Tom Verguts (Ghent University)
Tom Verguts
Tom Verguts is a professor at the Department of Experimental Psychology at Ghent University. His research interest is in how “high level” cognitive processes develop and are shaped by learning. He studies this with behavioral, neuroscientific, and computational approaches.

Senne Braem (Ghent University)
Senne Braem
Senne Braem is an associate professor at the Department of Experimental Psychology at Ghent University, Belgium. Senne’s research focuses on the interactions between cognitive control (or “executive functions”) and different forms of learning, such as reinforcement learning, associative learning, fear conditioning, or learning via instructions. Together with his team, they study the learning of these arguably higher-order functions through designing and using different behavioral paradigms, sometimes combined with neuroimaging methods or computational modelling. Senne’s work has also tried to study the relevance of these functions for cognitive training and better understanding different clinical conditions, primarily autism.

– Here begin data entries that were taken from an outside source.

//!
//! Common types and utilities shared by the shipping quote server and client.
//!
//! This crate aggregates:
//! - `error` — unified error type `ShippingError` and the calculator's `QuoteError`.
//! - `result` — handy `Result<T, ShippingError>` alias.
//! - `cart` — cart line items and the cart file parser.
//! - `quote` — the `Quote` value type and decimal-to-quote conversion.
//! - `calculator` — shipping rates and the quote calculator operations.
//! - `observer` — the observability seam the calculator reports to.
//! - `request` — JSON request/response payloads exchanged over TCP.
//! - `net` — networking constants and small helpers.
#![warn(missing_docs)]
pub mod calculator;
pub mod cart;
pub mod error;
pub mod net;
pub mod observer;
pub mod quote;
pub mod request;
pub mod result;

pub use calculator::{
    QuoteCalculator, ShippingRates, quote_from_amount, quote_from_items, try_quote_from_amount,
    try_quote_from_items,
};
pub use cart::{CartItem, LineItem};
pub use error::{QuoteError, ShippingError};
pub use quote::Quote;
pub use result::Result;
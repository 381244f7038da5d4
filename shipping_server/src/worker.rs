//! Connection dispatch.
//!
//! A dispatcher thread takes accepted streams from the channel and spawns one thread
//! per client, so a slow or idle client only ever holds its own thread. Every client
//! socket gets a read timeout; a client that stays silent that long is disconnected.
use crate::handler::serve_connection;
use crossbeam_channel::Receiver;
use log::{error, info};
use shipping_common::observer::QuoteObserver;
use shipping_common::{QuoteCalculator, Result};
use std::io::BufReader;
use std::net::TcpStream;
use std::sync::Arc;
use std::thread::{self, JoinHandle};
use std::time::Duration;

/// Serve one client connection until it closes or stays idle for `idle_timeout`.
pub fn handle_client<O: QuoteObserver>(
    calculator: &QuoteCalculator<O>,
    stream: TcpStream,
    idle_timeout: Duration,
) -> Result<usize> {
    stream.set_read_timeout(Some(idle_timeout))?;
    let reader = BufReader::new(stream.try_clone()?);
    serve_connection(calculator, reader, stream)
}

/// Spawn the dispatcher that starts a stream thread for every connection on `rx`.
///
/// The dispatcher finishes once the channel is closed and drained.
pub fn spawn_dispatcher<O>(
    rx: Receiver<TcpStream>,
    calculator: Arc<QuoteCalculator<O>>,
    idle_timeout: Duration,
) -> Result<JoinHandle<()>>
where
    O: QuoteObserver + 'static,
{
    let handle = thread::Builder::new()
        .name(String::from("quote-dispatcher"))
        .spawn(move || {
            for stream in rx.iter() {
                let peer = stream
                    .peer_addr()
                    .map(|addr| addr.to_string())
                    .unwrap_or_else(|_| String::from("unknown"));
                let calculator = Arc::clone(&calculator);
                let thread_peer = peer.clone();
                let spawned = thread::Builder::new()
                    .name(format!("quote-client-{}", peer))
                    .spawn(move || match handle_client(&calculator, stream, idle_timeout) {
                        Ok(answered) => {
                            info!("Connection {} closed after {} request(s)", thread_peer, answered)
                        }
                        Err(e) => error!("Connection {} failed: {}", thread_peer, e),
                    });
                if let Err(e) = spawned {
                    error!("Failed to start stream thread for {}: {}", peer, e);
                }
            }
        })?;
    Ok(handle)
}
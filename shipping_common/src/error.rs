//! Error types shared between client and server.
//!
//! `QuoteError` is the calculator's rejection reason. `ShippingError` unifies the
//! wider workspace failure cases (I/O, serialization, channel communication, cart
//! file parsing) so crates can propagate a single error type.
use std::io;

use thiserror::Error;

/// Reason a quote request was rejected by the calculator.
#[derive(Error, Debug, Clone, PartialEq)]
pub enum QuoteError {
    /// A line item carried a quantity below one.
    #[error("Invalid quantity {quantity} for item at position {index}")]
    InvalidQuantity {
        /// Position of the offending item in the request.
        index: usize,
        /// The quantity that was supplied.
        quantity: i32,
    },

    /// The amount to convert was negative.
    #[error("Negative amount: {0}")]
    NegativeAmount(f64),

    /// The amount to convert was NaN or infinite.
    #[error("Non-finite amount: {0}")]
    NonFiniteAmount(f64),

    /// The amount does not fit the quote representation.
    #[error("Amount out of range: {0}")]
    AmountOutOfRange(String),
}

/// Unified error type shared by client and server.
#[derive(Error, Debug)]
pub enum ShippingError {
    /// I/O error originating from the standard library or sockets/files.
    #[error("I/O error: {0}")]
    Io(#[from] io::Error),

    /// Generic formatting/validation error with a human-readable message.
    #[error("Format error: {0}")]
    Format(String),

    /// Error while parsing a cart file into `CartItem` values.
    #[error("Parse cart file error: {0}")]
    ParseCartFile(String),

    /// Failure while encoding/decoding JSON via serde_json.
    #[error("JSON serialization/deserialization error: {0}")]
    SerdeJson(#[from] serde_json::Error),

    /// Channel send failed (e.g., receiver dropped); contains a short context string.
    #[error("Channel send failed: {0}")]
    ChannelSend(String),

    /// Channel receive failed (e.g., sender closed); contains a short context string.
    #[error("Channel receive failed: {0}")]
    ChannelRecv(String),

    /// The calculator rejected the input.
    #[error("Quote rejected: {0}")]
    Quote(#[from] QuoteError),
}
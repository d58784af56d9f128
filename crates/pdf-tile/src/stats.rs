use crate::constants::pt_to_mm;
use crate::options::TileOptions;
use crate::tile::{TilePlan, plan};
use crate::types::*;
use lopdf::Document;

/// Calculate statistics for the tiling without rendering anything
pub fn calculate_statistics(
    document: &Document,
    options: &TileOptions,
) -> Result<TileStatistics> {
    let plan = plan(document, options)?;
    Ok(plan_statistics(&plan, options))
}

/// Statistics of an existing plan
pub fn plan_statistics(plan: &TilePlan, options: &TileOptions) -> TileStatistics {
    let layout = &plan.layout;

    let grid_cells = layout.cell_count();
    let placed_pages = plan.placements.len();

    TileStatistics {
        source_pages: plan.source_pages,
        selected_pages: plan.selected_pages,
        placed_pages,
        dropped_pages: plan.dropped_pages.len(),
        grid_cells,
        empty_cells: grid_cells - placed_pages,
        scale: layout.scale,
        cell_size_mm: (
            pt_to_mm(layout.scaled_cell_width()),
            pt_to_mm(layout.scaled_cell_height()),
        ),
        grid_size_mm: (
            pt_to_mm(layout.grid_rect.width),
            pt_to_mm(layout.grid_rect.height),
        ),
        sheet_size_mm: options
            .paper_size
            .dimensions_with_orientation(options.orientation),
    }
}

Martin Finn (Ghent University)
Martin Finn
Martin's research interests include analyses of complex behavior, relational responding, and how exploring these issues informs our understanding of applied domains. Other areas that contribute to forwarding my primary research interests include the procedural features of implicit measures, measurement and experimental manipulation of implicit attitudes, functional psychology and learning psychology.

Matthias Raemaekers (Ghent University)
Matthias Raemaekers
Matthias' work at the learning and implicit processes lab involves the study of learning from a functional-cognitive perspective. Currently, we are investigating complex learning effects (i.e., changes in behavior that are due to the joint effect of multiple regularities, or regularities in the presence of regularities, in the environment), including the functions that relations can have in relational learning effects and the moderators of these functions. I am also interested in the possible practical applications of this work on relational learning (e.g., relational training to increase scholastic aptitude or symbolic thinking in ASD), as well as implications for research in cognitive psychology. Furthermore, for my doctoral project, we aim to interface functional learning psychology with computational reinforcement learning models, to address the limitations of these models as well as suggest improvements, additions and predictions from a functional perspective.